Stored entries

- - - -

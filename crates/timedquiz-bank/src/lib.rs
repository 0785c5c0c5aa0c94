//! timedquiz-bank — Question sources and user configuration.
//!
//! Implements the `QuestionSource` trait for local files, HTTP(S) URLs, and
//! in-memory banks, and loads the `timedquiz.toml` configuration.

pub mod config;
pub mod error;
pub mod file;
pub mod fixed;
pub mod http;

pub use config::{create_source, load_config_from, QuizConfig};
pub use error::SourceError;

- - - -

> _The problem_: Faithfully copy every entry, leaving nothing out.

> _Answer_:
filename crates/timedquiz-bank/src/lib.rs
repository 0785c5c0c5aa0c94
//! timedquiz-bank — Question sources and user configuration.
//!
//! Implements the `QuestionSource` trait for local files, HTTP(S) URLs, and
//! in-memory banks, and loads the `timedquiz.toml` configuration.

pub mod config;
pub mod error;
pub mod file;
pub mod fixed;
pub mod http;

pub use config::{create_source, load_config_from, QuizConfig};
pub use error::SourceError;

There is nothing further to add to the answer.